While Pitt-Johnstown’s “pre” programs share a similar designation, some are required steps to declare majors while others are pre-professional programs for graduate school preparation.
Pre-education, pre-business and pre-engineering are categories that students have been accepted into on the presumption that they will eventually declare it as their major.
While all require applications, pre-education and pre-business programs have fixed requirements while pre-engineering programs judge on individual cases.
Education Division Chair Jacob Easley said in order to get into the pre-education program, students need to have 45 credits and an overall 3.0 grade-point average.
According to assistant management professor Douglas Reed, students have two options to declare a business major and one of six concentrations – accounting, economics, finance, management, marketing and management-information systems.
One option, for pre-business students with a 2.7 grade-point average or above, requires completion of four courses, two of them with a C grade or better. Also, the students must get a C or better in a course in their intended concentration.
The other option, for pre-business students with a grade-point average of 2.0 but lower than 2.7, requires the same, with the additional completion of two courses.
Engineering Technology Director and Pre-Engineering adviser Jerry Samples said students with qualified high school grades and SATs can enter the program as freshmen, otherwise, first they may be first accepted as pre-engineering.
Samples said he makes appointments with the applicants and evaluates their situation to decide whether they are qualified. Some key factors he looks at are mathematics, physics and chemistry.
“There’s no fixed requirement.” said Samples. “It depends on individual cases.”
Advisers for pre-law and pre-professional programs in Natural Science said their programs serve to help students prepare for graduate school admissions, including required tests.
According to James Alexander, a political science professor and pre-law adviser, the designation “pre-law” is an indication of a planned career direction.
He also said students should choose elective courses to meet the requirements for law school admission and the Law School Admissions Test.
“Pre-programs” in Natural Science are designed as advising program to help students prepare for masters’ degrees.
Elizabeth Bell-Loncella, Chemistry associate professor and pre-pharmacy adviser, said there is no pre-pharmacy major.
Students who want to go to pharmacy graduate schools need a minimum of two years of pre-requisite course work, and then they apply pharmacy schools.
“They indicated they are interested in pharmacy school so they are listed as pre-pharm rather than chemistry or biology on their PeopleSoft (records),” said Bell-Loncella.
“We also get all the pre-pharm students together twice a year, once in the fall, once in the spring and remind them how everything is set up.
“Most of the students that go to pharmacy school apply to pharmacy schools in Pennsylvania,” she said.
Bell-Loncella said a list of pharmacy school pre-requisite requirements is prepared.
“Most of the pre-requisites are the same, but there are some subtle differences between different schools, and we tell the students what other schools require beyond what Pitt requires,” said Bell-Loncella.
Bell-Loncella also said students are responsible for figuring out whether the schools in which they are interested require additional courses, and advisers will assist them.
Associate Biology Professor and pre-med adviser Stephen Kilpatrick said students who want to go to medical school must take the Medical College Admission Test.
Kilpatrick also said most of the pre-med students are biology majors because courses like organic biology and physiology are on the test.
Alexander said that law schools, different from programs such as pre-medicines, demand no specific major and no set curriculum of undergraduate study.
“Students enter the study of law from a wide variety of undergraduate fields,” he said.

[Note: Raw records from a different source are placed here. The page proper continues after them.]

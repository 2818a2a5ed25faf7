use std::sync::Arc;

use async_trait::async_trait;

use crate::domain::context::RequestContext;
use crate::domain::errors::AppError;
use crate::domain::logger::Logger;
use crate::domain::product::gateway::ProductGateway;
use crate::domain::product::model::ProductProps;
use crate::domain::product::presenter::{ProductOutput, ProductPresenter};
use crate::domain::product::use_cases::update::{UpdateProductParams, UpdateProductUseCase};

pub struct UpdateProductUseCaseImpl {
    pub gateway: Arc<dyn ProductGateway>,
    pub presenter: Arc<dyn ProductPresenter>,
    pub logger: Arc<dyn Logger>,
}

#[async_trait]
impl UpdateProductUseCase for UpdateProductUseCaseImpl {
    async fn execute(
        &self,
        ctx: &RequestContext,
        params: UpdateProductParams,
    ) -> Result<ProductOutput, AppError> {
        self.logger
            .info(&format!("[{}] Updating product: {}", ctx.request_id(), params.id));

        // Existence is checked before validation, validation before persistence.
        let mut product = self
            .gateway
            .find_by_id(ctx, params.id)
            .await
            .inspect_err(|e| {
                self.logger.error(&format!(
                    "[{}] Failed to fetch product {}: {}",
                    ctx.request_id(),
                    params.id,
                    e
                ))
            })?
            .ok_or_else(|| {
                self.logger.warn(&format!(
                    "[{}] Product not found: {}",
                    ctx.request_id(),
                    params.id
                ));
                AppError::not_found("product.not_found")
            })?;

        product.update(ProductProps {
            name: params.name,
            description: params.description,
            price: params.price,
            category_id: params.category_id,
        })?;

        self.gateway
            .update(ctx, &product)
            .await
            .inspect_err(|e| {
                self.logger.error(&format!(
                    "[{}] Failed to persist product {}: {}",
                    ctx.request_id(),
                    product.id,
                    e
                ))
            })?;

        self.logger.info(&format!(
            "[{}] Product updated: {}",
            ctx.request_id(),
            product.id
        ));
        Ok(self.presenter.to_output(&product))
    }
}

#[cfg(test)]
mod tests {
    use super::*;
    use crate::application::product::test_support::{
        MockProductGw, mock_logger, presenter, price, stored_product,
    };
    use crate::domain::errors::{ErrorKind, RepositoryError};
    use crate::domain::product::errors::ProductError;

    fn use_case(gateway: MockProductGw) -> UpdateProductUseCaseImpl {
        UpdateProductUseCaseImpl {
            gateway: Arc::new(gateway),
            presenter: presenter(),
            logger: mock_logger(),
        }
    }

    fn params(id: u64, name: &str) -> UpdateProductParams {
        UpdateProductParams {
            id,
            name: name.to_string(),
            description: "Updated description".to_string(),
            price: price("24.50"),
            category_id: 8,
        }
    }

    #[tokio::test]
    async fn should_update_product_when_exists() {
        let existing = stored_product(1, "Old Name");
        let created_at = existing.created_at;
        let mut gateway = MockProductGw::new();
        gateway
            .expect_find_by_id()
            .times(1)
            .returning(move |_, _| Ok(Some(existing.clone())));
        gateway
            .expect_update()
            .withf(|_, product| {
                product.id == 1 && product.name == "New Name" && product.category_id == 8
            })
            .times(1)
            .returning(|_, _| Ok(()));

        let result = use_case(gateway)
            .execute(&RequestContext::background(), params(1, "New Name"))
            .await;

        let output = result.unwrap();
        assert_eq!(output.id, 1);
        assert_eq!(output.name, "New Name");
        assert_eq!(output.description, "Updated description");
        assert_eq!(output.price, price("24.50"));
        assert_eq!(output.category_id, 8);
        assert_eq!(output.created_at, created_at);
        assert!(output.updated_at >= created_at);
    }

    #[tokio::test]
    async fn should_reject_update_without_persisting_when_name_is_empty() {
        let mut gateway = MockProductGw::new();
        gateway
            .expect_find_by_id()
            .returning(|_, id| Ok(Some(stored_product(id, "Original"))));
        gateway.expect_update().never();

        let result = use_case(gateway)
            .execute(&RequestContext::background(), params(1, ""))
            .await;

        let err = result.unwrap_err();
        assert_eq!(err.kind(), ErrorKind::Validation);
        assert!(matches!(
            err,
            AppError::Validation {
                source: Some(ProductError::NameEmpty),
                ..
            }
        ));
    }

    #[tokio::test]
    async fn should_reject_update_without_persisting_when_price_is_negative() {
        let mut gateway = MockProductGw::new();
        gateway
            .expect_find_by_id()
            .returning(|_, id| Ok(Some(stored_product(id, "Original"))));
        gateway.expect_update().never();

        let result = use_case(gateway)
            .execute(
                &RequestContext::background(),
                UpdateProductParams {
                    price: price("-3"),
                    ..params(1, "Original")
                },
            )
            .await;

        assert_eq!(result.unwrap_err().kind(), ErrorKind::Validation);
    }

    #[tokio::test]
    async fn should_return_not_found_before_validating_when_product_is_absent() {
        let mut gateway = MockProductGw::new();
        gateway.expect_find_by_id().returning(|_, _| Ok(None));
        gateway.expect_update().never();

        // Invalid values too: existence takes precedence over validation.
        let result = use_case(gateway)
            .execute(&RequestContext::background(), params(99, ""))
            .await;

        assert_eq!(result.unwrap_err().kind(), ErrorKind::NotFound);
    }

    #[tokio::test]
    async fn should_return_internal_error_when_lookup_fails() {
        let mut gateway = MockProductGw::new();
        gateway
            .expect_find_by_id()
            .returning(|_, _| Err(RepositoryError::database_error("broken pipe")));
        gateway.expect_update().never();

        let result = use_case(gateway)
            .execute(&RequestContext::background(), params(1, "Name"))
            .await;

        assert_eq!(result.unwrap_err().kind(), ErrorKind::Internal);
    }

    #[tokio::test]
    async fn should_return_internal_error_when_persisting_fails() {
        let mut gateway = MockProductGw::new();
        gateway
            .expect_find_by_id()
            .returning(|_, id| Ok(Some(stored_product(id, "Original"))));
        gateway
            .expect_update()
            .returning(|_, _| Err(RepositoryError::database_error("deadlock")));

        let result = use_case(gateway)
            .execute(&RequestContext::background(), params(1, "Name"))
            .await;

        assert_eq!(result.unwrap_err().kind(), ErrorKind::Internal);
    }

    #[tokio::test]
    async fn should_reject_update_without_persisting_when_category_id_is_out_of_range() {
        let mut gateway = MockProductGw::new();
        gateway
            .expect_find_by_id()
            .returning(|_, id| Ok(Some(stored_product(id, "Original"))));
        gateway.expect_update().never();

        let result = use_case(gateway)
            .execute(
                &RequestContext::background(),
                UpdateProductParams {
                    category_id: u64::MAX,
                    ..params(1, "Original")
                },
            )
            .await;

        assert!(matches!(
            result,
            Err(AppError::Validation {
                source: Some(ProductError::CategoryIdOutOfRange),
                ..
            })
        ));
    }
}
use std::error::Error;

use poem::http::StatusCode;
use poem_openapi::payload::Json;

use business::domain::errors::{AppError, ErrorKind};

use crate::api::error::{ErrorResponse, IntoErrorResponse};

impl IntoErrorResponse for AppError {
    fn into_error_response(self) -> (StatusCode, Json<ErrorResponse>) {
        let status = match self.kind() {
            ErrorKind::Validation | ErrorKind::InvalidInput => StatusCode::BAD_REQUEST,
            ErrorKind::NotFound => StatusCode::NOT_FOUND,
            ErrorKind::Internal => StatusCode::INTERNAL_SERVER_ERROR,
        };

        if status == StatusCode::INTERNAL_SERVER_ERROR {
            tracing::error!(error = %self, cause = ?self.source(), "request failed");
        }

        (
            status,
            Json(ErrorResponse {
                code: status.as_u16(),
                error_type: self.kind().to_string(),
                message: self.message().to_string(),
                details: self.source().map(|cause| cause.to_string()),
            }),
        )
    }
}
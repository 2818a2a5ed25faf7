use async_trait::async_trait;

use crate::domain::context::RequestContext;
use crate::domain::errors::AppError;
use crate::domain::product::presenter::PaginatedOutput;

pub const MAX_PAGE_LIMIT: u32 = 100;

pub struct ListProductsParams {
    pub name: Option<String>,
    pub category_id: Option<u64>,
    /// 1-based.
    pub page: u32,
    /// Between 1 and [`MAX_PAGE_LIMIT`].
    pub limit: u32,
}

#[async_trait]
pub trait ListProductsUseCase: Send + Sync {
    async fn execute(
        &self,
        ctx: &RequestContext,
        params: ListProductsParams,
    ) -> Result<PaginatedOutput, AppError>;
}
use async_trait::async_trait;
use bigdecimal::BigDecimal;

use crate::domain::context::RequestContext;
use crate::domain::errors::AppError;
use crate::domain::product::presenter::ProductOutput;

pub struct CreateProductParams {
    pub name: String,
    pub description: String,
    pub price: BigDecimal,
    pub category_id: u64,
}

#[async_trait]
pub trait CreateProductUseCase: Send + Sync {
    async fn execute(
        &self,
        ctx: &RequestContext,
        params: CreateProductParams,
    ) -> Result<ProductOutput, AppError>;
}
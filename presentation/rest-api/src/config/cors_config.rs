use poem::middleware::Cors;
use std::env;

/// Initialize CORS middleware for cross-origin requests
///
/// Environment variables:
/// - CORS_ALLOWED_ORIGINS: Comma-separated list of allowed origins
///   (default: "http://localhost:5173,http://localhost:8080")
pub fn init_cors() -> Cors {
    let allowed_origins = env::var("CORS_ALLOWED_ORIGINS")
        .unwrap_or_else(|_| "http://localhost:5173,http://localhost:8080".to_string());

    Cors::new()
        .allow_origins(parse_origins(&allowed_origins))
        .allow_methods(vec!["GET", "POST", "PUT", "DELETE", "OPTIONS"])
        .allow_headers(vec!["content-type"])
}

fn parse_origins(raw: &str) -> Vec<String> {
    raw.split(',')
        .map(str::trim)
        .filter(|origin| !origin.is_empty())
        .map(str::to_string)
        .collect()
}
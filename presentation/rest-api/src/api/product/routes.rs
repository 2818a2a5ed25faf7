use std::sync::Arc;
use std::time::Duration;

use poem_openapi::{
    ApiResponse, OpenApi,
    param::{Path, Query},
    payload::Json,
};

use business::domain::context::RequestContext;
use business::domain::errors::AppError;
use business::domain::product::use_cases::create::{CreateProductParams, CreateProductUseCase};
use business::domain::product::use_cases::delete::{DeleteProductParams, DeleteProductUseCase};
use business::domain::product::use_cases::get_by_id::{
    GetProductByIdParams, GetProductByIdUseCase,
};
use business::domain::product::use_cases::list::{ListProductsParams, ListProductsUseCase};
use business::domain::product::use_cases::update::{UpdateProductParams, UpdateProductUseCase};

use crate::api::error::{ErrorResponse, IntoErrorResponse};
use crate::api::product::dto::{
    CreateProductRequest, PaginatedProductsResponse, ProductResponse, UpdateProductRequest,
    parse_price,
};
use crate::api::tags::ApiTags;

const DEFAULT_PAGE: i64 = 1;
const DEFAULT_LIMIT: i64 = 10;

pub struct ProductApi {
    create_use_case: Arc<dyn CreateProductUseCase>,
    list_use_case: Arc<dyn ListProductsUseCase>,
    get_by_id_use_case: Arc<dyn GetProductByIdUseCase>,
    update_use_case: Arc<dyn UpdateProductUseCase>,
    delete_use_case: Arc<dyn DeleteProductUseCase>,
    request_timeout: Duration,
}

impl ProductApi {
    pub fn new(
        create_use_case: Arc<dyn CreateProductUseCase>,
        list_use_case: Arc<dyn ListProductsUseCase>,
        get_by_id_use_case: Arc<dyn GetProductByIdUseCase>,
        update_use_case: Arc<dyn UpdateProductUseCase>,
        delete_use_case: Arc<dyn DeleteProductUseCase>,
        request_timeout: Duration,
    ) -> Self {
        Self {
            create_use_case,
            list_use_case,
            get_by_id_use_case,
            update_use_case,
            delete_use_case,
            request_timeout,
        }
    }

    fn context(&self) -> RequestContext {
        RequestContext::with_timeout(self.request_timeout)
    }
}

fn parse_id(raw: &str) -> Result<u64, AppError> {
    raw.trim()
        .parse()
        .map_err(|_| AppError::invalid_input("product.invalid_id"))
}

/// Out-of-range values are clamped so the use case reports them.
fn to_page_param(value: i64) -> u32 {
    u32::try_from(value.max(0)).unwrap_or(u32::MAX)
}

/// Product catalog API
///
/// Endpoints for creating, listing, reading, updating, and deleting products.
#[OpenApi]
impl ProductApi {
    /// Create a new product
    #[oai(path = "/products", method = "post", tag = "ApiTags::Products")]
    async fn create_product(&self, body: Json<CreateProductRequest>) -> CreateProductResponse {
        let price = match parse_price(body.0.price) {
            Ok(price) => price,
            Err(err) => return CreateProductResponse::BadRequest(err.into_error_response().1),
        };
        let params = CreateProductParams {
            name: body.0.name,
            description: body.0.description,
            price,
            category_id: body.0.category_id,
        };

        match self.create_use_case.execute(&self.context(), params).await {
            Ok(product) => CreateProductResponse::Created(Json(product.into())),
            Err(err) => {
                let (status, json) = err.into_error_response();
                match status.as_u16() {
                    400 => CreateProductResponse::BadRequest(json),
                    _ => CreateProductResponse::InternalError(json),
                }
            }
        }
    }

    /// List products
    ///
    /// Filters by a case-insensitive name fragment and/or category, one page at
    /// a time. `page` defaults to 1 and `limit` to 10 (maximum 100).
    #[oai(path = "/products", method = "get", tag = "ApiTags::Products")]
    async fn list_products(
        &self,
        name: Query<Option<String>>,
        category_id: Query<Option<u64>>,
        page: Query<Option<i64>>,
        limit: Query<Option<i64>>,
    ) -> ListProductsResponse {
        let params = ListProductsParams {
            name: name.0.filter(|name| !name.trim().is_empty()),
            category_id: category_id.0.filter(|id| *id != 0),
            page: to_page_param(page.0.unwrap_or(DEFAULT_PAGE)),
            limit: to_page_param(limit.0.unwrap_or(DEFAULT_LIMIT)),
        };

        match self.list_use_case.execute(&self.context(), params).await {
            Ok(output) => ListProductsResponse::Ok(Json(output.into())),
            Err(err) => {
                let (status, json) = err.into_error_response();
                match status.as_u16() {
                    400 => ListProductsResponse::BadRequest(json),
                    _ => ListProductsResponse::InternalError(json),
                }
            }
        }
    }

    /// Get a product by ID
    #[oai(path = "/products/:id", method = "get", tag = "ApiTags::Products")]
    async fn get_product_by_id(&self, id: Path<String>) -> GetProductByIdResponse {
        let id = match parse_id(&id.0) {
            Ok(id) => id,
            Err(err) => return GetProductByIdResponse::BadRequest(err.into_error_response().1),
        };

        match self
            .get_by_id_use_case
            .execute(&self.context(), GetProductByIdParams { id })
            .await
        {
            Ok(product) => GetProductByIdResponse::Ok(Json(product.into())),
            Err(err) => {
                let (status, json) = err.into_error_response();
                match status.as_u16() {
                    404 => GetProductByIdResponse::NotFound(json),
                    _ => GetProductByIdResponse::InternalError(json),
                }
            }
        }
    }

    /// Update a product
    ///
    /// Replaces name, description, price, and category of an existing product.
    #[oai(path = "/products/:id", method = "put", tag = "ApiTags::Products")]
    async fn update_product(
        &self,
        id: Path<String>,
        body: Json<UpdateProductRequest>,
    ) -> UpdateProductResponse {
        let parsed = parse_id(&id.0).and_then(|id| Ok((id, parse_price(body.0.price)?)));
        let (id, price) = match parsed {
            Ok(parsed) => parsed,
            Err(err) => return UpdateProductResponse::BadRequest(err.into_error_response().1),
        };

        let params = UpdateProductParams {
            id,
            name: body.0.name,
            description: body.0.description,
            price,
            category_id: body.0.category_id,
        };

        match self.update_use_case.execute(&self.context(), params).await {
            Ok(product) => UpdateProductResponse::Ok(Json(product.into())),
            Err(err) => {
                let (status, json) = err.into_error_response();
                match status.as_u16() {
                    400 => UpdateProductResponse::BadRequest(json),
                    404 => UpdateProductResponse::NotFound(json),
                    _ => UpdateProductResponse::InternalError(json),
                }
            }
        }
    }

    /// Delete a product
    #[oai(path = "/products/:id", method = "delete", tag = "ApiTags::Products")]
    async fn delete_product(&self, id: Path<String>) -> DeleteProductResponse {
        let id = match parse_id(&id.0) {
            Ok(id) => id,
            Err(err) => return DeleteProductResponse::BadRequest(err.into_error_response().1),
        };

        match self
            .delete_use_case
            .execute(&self.context(), DeleteProductParams { id })
            .await
        {
            Ok(()) => DeleteProductResponse::NoContent,
            Err(err) => {
                let (status, json) = err.into_error_response();
                match status.as_u16() {
                    404 => DeleteProductResponse::NotFound(json),
                    _ => DeleteProductResponse::InternalError(json),
                }
            }
        }
    }
}

#[derive(ApiResponse)]
pub enum CreateProductResponse {
    #[oai(status = 201)]
    Created(Json<ProductResponse>),
    #[oai(status = 400)]
    BadRequest(Json<ErrorResponse>),
    #[oai(status = 500)]
    InternalError(Json<ErrorResponse>),
}

#[derive(ApiResponse)]
pub enum ListProductsResponse {
    #[oai(status = 200)]
    Ok(Json<PaginatedProductsResponse>),
    #[oai(status = 400)]
    BadRequest(Json<ErrorResponse>),
    #[oai(status = 500)]
    InternalError(Json<ErrorResponse>),
}

#[derive(ApiResponse)]
pub enum GetProductByIdResponse {
    #[oai(status = 200)]
    Ok(Json<ProductResponse>),
    #[oai(status = 400)]
    BadRequest(Json<ErrorResponse>),
    #[oai(status = 404)]
    NotFound(Json<ErrorResponse>),
    #[oai(status = 500)]
    InternalError(Json<ErrorResponse>),
}

#[derive(ApiResponse)]
pub enum UpdateProductResponse {
    #[oai(status = 200)]
    Ok(Json<ProductResponse>),
    #[oai(status = 400)]
    BadRequest(Json<ErrorResponse>),
    #[oai(status = 404)]
    NotFound(Json<ErrorResponse>),
    #[oai(status = 500)]
    InternalError(Json<ErrorResponse>),
}

#[derive(ApiResponse)]
pub enum DeleteProductResponse {
    #[oai(status = 204)]
    NoContent,
    #[oai(status = 400)]
    BadRequest(Json<ErrorResponse>),
    #[oai(status = 404)]
    NotFound(Json<ErrorResponse>),
    #[oai(status = 500)]
    InternalError(Json<ErrorResponse>),
}

#[cfg(test)]
mod tests {
    use super::*;
    use crate::setup::dependency_injection::DependencyContainer;
    use persistence::product::in_memory::ProductGatewayInMemory;

    fn api() -> ProductApi {
        DependencyContainer::new(
            Arc::new(ProductGatewayInMemory::new()),
            Duration::from_secs(5),
        )
        .product_api
    }

    fn create_request(name: &str, price: f64) -> Json<CreateProductRequest> {
        Json(CreateProductRequest {
            name: name.to_string(),
            description: "A widget".to_string(),
            price,
            category_id: 3,
        })
    }

    async fn create(api: &ProductApi, name: &str) -> ProductResponse {
        match api.create_product(create_request(name, 9.99)).await {
            CreateProductResponse::Created(Json(product)) => product,
            _ => panic!("expected 201"),
        }
    }

    #[tokio::test]
    async fn should_create_and_fetch_product() {
        let api = api();

        let created = create(&api, "Widget").await;
        let fetched = api.get_product_by_id(Path(created.id.to_string())).await;

        assert_eq!(created.price, 9.99);
        match fetched {
            GetProductByIdResponse::Ok(Json(product)) => assert_eq!(product.name, "Widget"),
            _ => panic!("expected 200"),
        }
    }

    #[tokio::test]
    async fn should_return_bad_request_when_name_is_empty() {
        let response = api().create_product(create_request("  ", 1.0)).await;

        match response {
            CreateProductResponse::BadRequest(Json(body)) => {
                assert_eq!(body.code, 400);
                assert_eq!(body.error_type, "VALIDATION");
                assert_eq!(body.message, "product.name_empty");
            }
            _ => panic!("expected 400"),
        }
    }

    #[tokio::test]
    async fn should_return_bad_request_when_id_is_malformed() {
        let response = api().get_product_by_id(Path("abc".to_string())).await;

        match response {
            GetProductByIdResponse::BadRequest(Json(body)) => {
                assert_eq!(body.error_type, "INVALID_INPUT");
                assert_eq!(body.message, "product.invalid_id");
            }
            _ => panic!("expected 400"),
        }
    }

    #[tokio::test]
    async fn should_return_not_found_when_product_is_missing() {
        let response = api().delete_product(Path("42".to_string())).await;

        assert!(matches!(response, DeleteProductResponse::NotFound(_)));
    }

    #[tokio::test]
    async fn should_update_existing_product() {
        let api = api();
        let created = create(&api, "Widget").await;

        let response = api
            .update_product(
                Path(created.id.to_string()),
                Json(UpdateProductRequest {
                    name: "Gadget".to_string(),
                    description: String::new(),
                    price: 4.25,
                    category_id: 7,
                }),
            )
            .await;

        match response {
            UpdateProductResponse::Ok(Json(product)) => {
                assert_eq!(product.name, "Gadget");
                assert_eq!(product.price, 4.25);
                assert_eq!(product.category_id, 7);
            }
            _ => panic!("expected 200"),
        }
    }

    #[tokio::test]
    async fn should_list_with_default_pagination_and_ignore_zero_category() {
        let api = api();
        create(&api, "Widget").await;
        create(&api, "Gadget").await;

        let response = api
            .list_products(Query(None), Query(Some(0)), Query(None), Query(None))
            .await;

        match response {
            ListProductsResponse::Ok(Json(page)) => {
                assert_eq!(page.total, 2);
                assert_eq!(page.page, 1);
                assert_eq!(page.limit, 10);
                assert_eq!(page.products[0].name, "Widget");
            }
            _ => panic!("expected 200"),
        }
    }

    #[tokio::test]
    async fn should_reject_non_positive_page() {
        let response = api()
            .list_products(Query(None), Query(None), Query(Some(-1)), Query(None))
            .await;

        match response {
            ListProductsResponse::BadRequest(Json(body)) => {
                assert_eq!(body.message, "pagination.page_must_be_greater_than_zero")
            }
            _ => panic!("expected 400"),
        }
    }

    #[tokio::test]
    async fn should_reject_limit_above_maximum() {
        let response = api()
            .list_products(Query(None), Query(None), Query(None), Query(Some(101)))
            .await;

        assert!(matches!(response, ListProductsResponse::BadRequest(_)));
    }

    #[test]
    fn should_clamp_page_params_into_u32() {
        assert_eq!(to_page_param(-5), 0);
        assert_eq!(to_page_param(3), 3);
        assert_eq!(to_page_param(i64::MAX), u32::MAX);
    }

    #[tokio::test]
    async fn should_return_empty_page_when_category_filter_is_out_of_range() {
        let api = api();
        create(&api, "Widget").await;

        let response = api
            .list_products(Query(None), Query(Some(u64::MAX)), Query(None), Query(None))
            .await;

        match response {
            ListProductsResponse::Ok(Json(page)) => {
                assert_eq!(page.total, 0);
                assert!(page.products.is_empty());
            }
            _ => panic!("expected 200"),
        }
    }

    #[tokio::test]
    async fn should_return_bad_request_when_price_has_more_than_two_decimals() {
        let response = api().create_product(create_request("Widget", 9.999)).await;

        match response {
            CreateProductResponse::BadRequest(Json(body)) => {
                assert_eq!(body.error_type, "VALIDATION");
                assert_eq!(body.message, "product.price_too_many_decimals");
            }
            _ => panic!("expected 400"),
        }
    }
}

While there are no specific required courses, Alexander seems to encourage students to take demanding courses to prepare them for further studies.
“What is critical to understand is that your undergraduate career is a preparation for graduate work, and, as such, should emphasize the two skills most appropriate for law preparation: communications and analytical thinking.
“Language skill is developed through reading and writing in a thorough and continuous manner; avoiding undergraduate courses that emphasize reading and communications skills may help your grades, but afford little development of language skills,” he said.
Bell-Loncella said that, like pre-law students, pre-pharmacy students can have more than one adviser if they interested in many fields.
“For a lot of programs, you can major in anything. You can major in music, and go to medical graduate school, as long as you take the undergraduate courses they require.”